Après avoir écouté ce chapelet de revendications, Charles Wright a déclaré : « le ministère de la Justice reste conscient de la nécessité de doter la CRIEF et d’ailleurs toutes les autres juridictions du pays, d’un budget de fonctionnement. Je ne vous promets pas ce que je n’ai pas la capacité de réaliser mais j’ai l’honneur et l’agréable plaisir de vous annoncer qu’à partir de la semaine prochaine, les travaux d’extension et d’équipements du centre de formation judiciaire vont être entrepris. Et dans un bref délai, vous serez dotés d’un budget de fonctionnement pour permettre de mener à bien votre mission », a-t-il rassuré.

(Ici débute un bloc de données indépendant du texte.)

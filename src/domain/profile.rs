//! Permutation profiles and their template catalogs.
//!
//! Each profile maps to an ordered list of template strings. The catalogs
//! are plain data so the active rule set can be audited and tested without
//! running the generator. Built-in templates only reference the first and
//! last name; middle names are ignored.
//!
//! Template syntax:
//! - `{first}` / `{last}` - first / last name
//! - `{middle}` - middle names joined
//! - `{f}` / `{l}` / `{m}` - initials of first / last / first middle name
//! - anything else is literal text

use clap::ValueEnum;
use serde::{Deserialize, Serialize};

/// Smallest useful set.
const MINIMAL: &[&str] = &["{first}.{last}", "{f}{last}", "{first}{last}", "{first}"];

/// Patterns seen in most organisations.
const COMMON: &[&str] = &[
    "{first}.{last}",
    "{f}{last}",
    "{first}{last}",
    "{f}.{last}",
    "{first}_{last}",
    "{last}.{first}",
    "{first}{l}",
    "{last}{f}",
    "{first}",
];

/// Full catalog, including rarer patterns.
const WIDE: &[&str] = &[
    "{first}{l}",       // johnd
    "{f}{last}",        // jdoe
    "{first}{last}",    // johndoe
    "{first}.{last}",   // john.doe
    "{last}.{first}",   // doe.john
    "{first}_{last}",   // john_doe
    "{f}.{last}",       // j.doe
    "{first}.{l}",      // john.d
    "{f}_{last}",       // j_doe
    "{first}-{last}",   // john-doe
    "{last}-{first}",   // doe-john
    "{last}_{first}",   // doe_john
    "{last}{f}",        // doej
    "{f}{last}{l}",     // jdoed
    "{first}{last}{l}", // johndoed
    "{last}{first}",    // doejohn
    "{f}{l}",           // jd
    "{f}.{l}",          // j.d
    "{last}",           // doe
    "{first}",          // john
];

/// Named preset selecting the active templates.
#[derive(Debug, Clone, Copy, Default, PartialEq, Eq, Hash, Serialize, Deserialize, ValueEnum)]
#[serde(rename_all = "lowercase")]
pub enum Profile {
    /// Practical middle set.
    #[default]
    Common,
    /// Full catalog.
    Wide,
    /// Smallest subset.
    Minimal,
}

impl Profile {
    /// All profiles.
    pub const ALL: [Self; 3] = [Self::Common, Self::Wide, Self::Minimal];

    /// Template strings active for this profile, in generation order.
    #[must_use]
    pub const fn templates(self) -> &'static [&'static str] {
        match self {
            Self::Common => COMMON,
            Self::Wide => WIDE,
            Self::Minimal => MINIMAL,
        }
    }
}

impl std::fmt::Display for Profile {
    fn fmt(&self, f: &mut std::fmt::Formatter<'_>) -> std::fmt::Result {
        match self {
            Self::Common => write!(f, "common"),
            Self::Wide => write!(f, "wide"),
            Self::Minimal => write!(f, "minimal"),
        }
    }
}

Une promesse que le personnel de cette juridiction ne lui dise que « sa nomination à la tête du Département de la Justice a suscité un grand espoir et son allocution face aux magistrats en fait foi ».
Par ailleurs, le procureur spécial a rassuré de l’engagement dans le travail des magistrats de son institution.
Pour finir, Charles Wright a rassuré du soutien indéfectible du Président de la transition, Colonel Mamadi Doumbouya, et de sa volonté de faire de l’institution judiciaire, la boussole pour tous les citoyens de notre pays.